Hund rettet verletzten Wanderer nach Sturz in den Harzer Höllenlöchern
Heidelore BinnerPassanten hören Hilferufe - Wanderer nach Sturz gerettet - Hund rettet verletzten Wanderer nach Sturz in den Harzer Höllenlöchern
Ein 70-jähriger Wanderer wurde mit schweren Verletzungen gerettet, nachdem er in der Nähe der Höllenlöcher-Felsen im deutschen Harz abstürzte. Die dramatische Rettungsaktion dauerte etwa acht Stunden und umfasste Bergrettungsteams, die Polizei sowie aufmerksame Passanten, die seine Hilferufe hörten.
Der Vorfall ereignete sich am 18. März 2026, als der Mann bei einer Wanderung an den steilen Felsen abstürzte. Sein treuer Hund lief zunächst davon, um Hilfe zu holen, näherte sich anderen Wanderern und kehrte anschließend an die Seite des Verletzten zurück.

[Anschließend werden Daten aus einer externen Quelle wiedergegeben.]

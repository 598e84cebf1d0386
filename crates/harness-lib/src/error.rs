//! Error types for the VPA stress harness
//!
//! Validation outcomes (`OutOfRange`, `Timeout`) carry the offending value
//! and the bound or budget they violated so test reports can cite both.

use thiserror::Error;

/// Convenience alias used throughout the library
pub type Result<T> = std::result::Result<T, HarnessError>;

/// Which side of the allowed range a sample violated
#[derive(Debug, Clone, Copy, PartialEq, Eq)]
pub enum BoundKind {
    Min,
    Max,
}

impl std::fmt::Display for BoundKind {
    fn fmt(&self, f: &mut std::fmt::Formatter<'_>) -> std::fmt::Result {
        match self {
            BoundKind::Min => write!(f, "minAllowed"),
            BoundKind::Max => write!(f, "maxAllowed"),
        }
    }
}

/// Errors produced by the harness library
#[derive(Debug, Error)]
pub enum HarnessError {
    /// Resource-quantity text did not parse. Never silently zeroed.
    #[error("invalid resource quantity {0:?}")]
    InvalidQuantity(String),

    /// The metrics API returned an error (distinct from "no samples yet",
    /// which is retried).
    #[error("metrics unavailable: {0}")]
    MetricsUnavailable(#[source] kube::Error),

    /// An observed sample violated a policy bound. The primary test
    /// assertion outcome.
    #[error("container {container:?}: observed {resource} {observed} violates {bound_kind} {bound}")]
    OutOfRange {
        container: String,
        resource: &'static str,
        observed: String,
        bound: String,
        bound_kind: BoundKind,
    },

    /// An attempt budget was exhausted.
    #[error("{operation}: time limit exceeded after {attempts} attempts")]
    Timeout { operation: String, attempts: u32 },

    /// The shutdown channel fired while work was outstanding.
    #[error("cancelled by shutdown signal")]
    Cancelled,

    #[error(transparent)]
    Kube(#[from] kube::Error),

    #[error("remote command failed: {0}")]
    RemoteCommand(String),

    #[error("failed to load kubeconfig")]
    Kubeconfig(#[from] kube::config::KubeconfigError),

    #[error("failed to read manifest {path}")]
    ManifestIo {
        path: String,
        #[source]
        source: std::io::Error,
    },

    #[error("failed to parse manifest {path}")]
    ManifestParse {
        path: String,
        #[source]
        source: serde_yaml::Error,
    },

    /// A manifest was syntactically valid but missing required policy
    /// content.
    #[error("invalid resource policy: {0}")]
    Policy(String),
}

#[cfg(test)]
mod tests {
    use super::*;

    #[test]
    fn out_of_range_cites_bound() {
        let err = HarnessError::OutOfRange {
            container: "vpa-container".to_string(),
            resource: "memory",
            observed: "120000000".to_string(),
            bound: "62914560".to_string(),
            bound_kind: BoundKind::Max,
        };
        let msg = err.to_string();
        assert!(msg.contains("120000000"));
        assert!(msg.contains("maxAllowed 62914560"));
    }

    #[test]
    fn timeout_cites_attempts() {
        let err = HarnessError::Timeout {
            operation: "poll metrics".to_string(),
            attempts: 60,
        };
        assert!(err.to_string().contains("60 attempts"));
        assert!(err.to_string().contains("time limit exceeded"));
    }
}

Rettungskräfte wurden alarmiert, nachdem Augenzeugen den Hund bemerkt und ihm bis zur Unfallstelle gefolgt waren. Die Bergretter trafen in den frühen Morgenstunden des 19. März ein und orteten den Wanderer in einem bewaldeten Gebiet bei Neuffen im Landkreis Esslingen. Mit einer Winde wurde er vorsichtig in Sicherheit gebracht.
Auch die Polizei unterstützte die Aktion, indem sie den Hund sicherte, um zu verhindern, dass er weiter umherlief. Durch das abgestimmte Vorgehen von Rettungskräften und Helfern konnte der Mann schnell medizinisch versorgt werden.
Nach dem Vorfall wurde der Wanderer zur Behandlung in ein Krankenhaus gebracht. Sein Hund spielte eine entscheidende Rolle, indem er die Retter zur Unfallstelle führte. Die Behörden bestätigten später den Erfolg der Operation und betonten, wie wichtig schnelles Handeln bei Rettungseinsätzen in abgelegenen Bergregionen ist.